Irina shrugged and smiled more broadly; the parakeet started idly nibbling her hair. “It’ll be easy enough to keep in tune until Mars gets new tenants, some of whom will be wizards and can take on the job. People from here, or from somewhere else— who knows? Earth won’t be astahfrith forever.”

She sighed. “But for the moment it is, and there are problems that need to be tended to.” Irina stood up, smiling at Nita’s father. “Mr. Callahan— thanks so much. It’s been a pleasure.” She picked up her baby, which was lying nearby snoozing in a carrier seat: the parakeet on Irina’s shoulder ruffled its feathers up and made a few little scratchy noises. “Dai, cousins,” she said, and vanished without so much as a breath of breeze.

Mamvish, too, stood up, a process which took several moments, and which Kit’s mom and pop watched in fascination. “I too have a few things to deal with,” she said. “Friends, cousins—”

“Oh, goodness, I almost forgot.
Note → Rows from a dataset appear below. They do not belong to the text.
//! Crawl frontier and controller
//!
//! A [`CrawlSession`] owns everything one crawl run mutates: the visited
//! set, the pending frontier and the allow list. Nothing is global; a
//! session is created per run and passed to whatever drives it.
//!
//! Duplicate suppression happens when a URL is popped: enqueue skips URLs
//! already visited, but the same URL may sit in the frontier more than once
//! until the first copy is visited.

use crate::artifact::{FetchOutcome, StagedArtifact};
use crate::fetchers::Fetcher;
use crate::links::extract_links;
use crate::urls::{normalize_url, AllowList};
use serde::{Deserialize, Serialize};
use std::collections::{HashSet, VecDeque};
use tracing::{debug, info, warn};
use url::Url;

/// Order in which pending URLs are visited
///
/// Both orders visit the same set of URLs; they differ only in the order
/// artifacts are discovered and written.
#[derive(Debug, Clone, Copy, Default, PartialEq, Eq, Serialize, Deserialize)]
#[serde(rename_all = "snake_case")]
pub enum FrontierOrder {
    /// FIFO
    #[default]
    BreadthFirst,
    /// LIFO
    DepthFirst,
}

/// A URL that could not be fetched
#[derive(Debug, Clone, Serialize)]
pub struct CrawlFailure {
    pub url: String,
    pub error: String,
}

/// Summary of one crawl run
#[derive(Debug, Clone, Default, Serialize)]
pub struct CrawlReport {
    /// Every URL marked visited, in visit order
    pub visited: Vec<String>,
    /// Artifacts written this run
    pub stored: Vec<StagedArtifact>,
    /// URLs skipped because a fresh artifact already existed
    pub fresh: Vec<String>,
    /// URLs whose fetch failed
    pub failed: Vec<CrawlFailure>,
}

/// Visited set, frontier and allow list for one crawl
#[derive(Debug)]
pub struct CrawlSession {
    allow: AllowList,
    order: FrontierOrder,
    visited: HashSet<String>,
    frontier: VecDeque<Url>,
}

impl CrawlSession {
    pub fn new(allow: AllowList, order: FrontierOrder) -> Self {
        Self {
            allow,
            order,
            visited: HashSet::new(),
            frontier: VecDeque::new(),
        }
    }

    pub fn allow_list(&self) -> &AllowList {
        &self.allow
    }

    /// Number of URLs waiting in the frontier
    pub fn pending(&self) -> usize {
        self.frontier.len()
    }

    pub fn is_visited(&self, url: &Url) -> bool {
        self.visited.contains(url.as_str())
    }

    pub fn visited_count(&self) -> usize {
        self.visited.len()
    }

    /// Add a URL to the frontier
    ///
    /// Returns false when the URL is unparseable, outside the allow list or
    /// already visited.
    pub fn enqueue(&mut self, raw: &str) -> bool {
        let Some(url) = normalize_url(raw) else {
            debug!(url = raw, "not enqueued: invalid URL");
            return false;
        };
        if !self.allow.allows(&url) {
            debug!(url = %url, "not enqueued: outside allowed domains");
            return false;
        }
        if self.is_visited(&url) {
            return false;
        }
        self.frontier.push_back(url);
        true
    }

    fn pop(&mut self) -> Option<Url> {
        match self.order {
            FrontierOrder::BreadthFirst => self.frontier.pop_front(),
            FrontierOrder::DepthFirst => self.frontier.pop_back(),
        }
    }

    /// Pop the next URL that still needs fetching and mark it visited
    fn next_unvisited(&mut self) -> Option<Url> {
        while let Some(url) = self.pop() {
            let Some(url) = normalize_url(url.as_str()) else {
                continue;
            };
            if !self.allow.allows(&url) {
                continue;
            }
            if !self.visited.insert(url.to_string()) {
                continue;
            }
            return Some(url);
        }
        None
    }

    /// Drive the crawl until the frontier is exhausted
    ///
    /// Fetch failures are logged and recorded; they never stop the run.
    pub async fn run(&mut self, fetcher: &dyn Fetcher) -> CrawlReport {
        let mut report = CrawlReport::default();

        while let Some(url) = self.next_unvisited() {
            info!(url = %url, pending = self.pending(), "scraping");
            report.visited.push(url.to_string());

            let outcome = match fetcher.fetch(&url).await {
                Ok(outcome) => outcome,
                Err(err) => {
                    warn!(
                        url = %url,
                        error = %err,
                        fetcher = fetcher.name(),
                        "fetch failed, skipping"
                    );
                    report.failed.push(CrawlFailure {
                        url: url.to_string(),
                        error: err.to_string(),
                    });
                    continue;
                }
            };

            if let Some(path) = outcome.html_path() {
                let links = extract_links(path, &url, &self.allow).await;
                for link in links {
                    self.enqueue(link.as_str());
                }
            }

            match outcome {
                FetchOutcome::Stored(artifact) => report.stored.push(artifact),
                FetchOutcome::Fresh { url, .. } => report.fresh.push(url),
            }
        }

        info!(
            visited = report.visited.len(),
            stored = report.stored.len(),
            fresh = report.fresh.len(),
            failed = report.failed.len(),
            "crawl complete"
        );
        report
    }
}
Wait a moment,” Nita’s dad said, and got up, heading for the house. A minute or so later he was back with a plastic carrier bag from one of the local supermarkets, looking to be stuffed very full of something heavy.

Mamvish’s eyes started to go around in her head as she looked toward Nita’s father. Nita, seeing this, poked Kit and Dairine and gestured for them to get out of the way.

“Oh, cousin!” Mamvish said. Nita’s father held up the bag to her, and Mamvish took it from him with some haste. “You are my friend!”

“Stop by again in a couple of weeks,” Nita’s dad said. “The new crop will need some thinning.”

Mamvish’s grin went right around her face. A moment later she, too, was gone.

Nita shut her manual and put it away, looking over at Tom. “So,” she said.

“So that’s it,” Tom said. “Nice job, you two.” And he gave Kit an amused look. “Even the part when you went around the bend. Not entirely your fault, and not nearly as far as you might have gone. So all is forgiven, and we’re all done.”

Nita reached out for her own iced tea. “Are we done?” Nita said. “The Lone Power hasn’t turned up yet.”

Tom smiled slightly. “It hasn’t? You sure about that?”

Nita sat still and considered for a moment.

“Uh-huh,” Tom said. He pushed back in his chair and looked down into his iced tea as if something might jump out of it. “Far be it from me to generalize about wizardry,” he said, “or the way it affects people. But it’s not uncommon for the younger wizard to see the Art, in the early part of his or her practice, as a very stratified thing: all blacks and whites, instead of the shades of gray that start to manifest themselves later in the way you see the world.”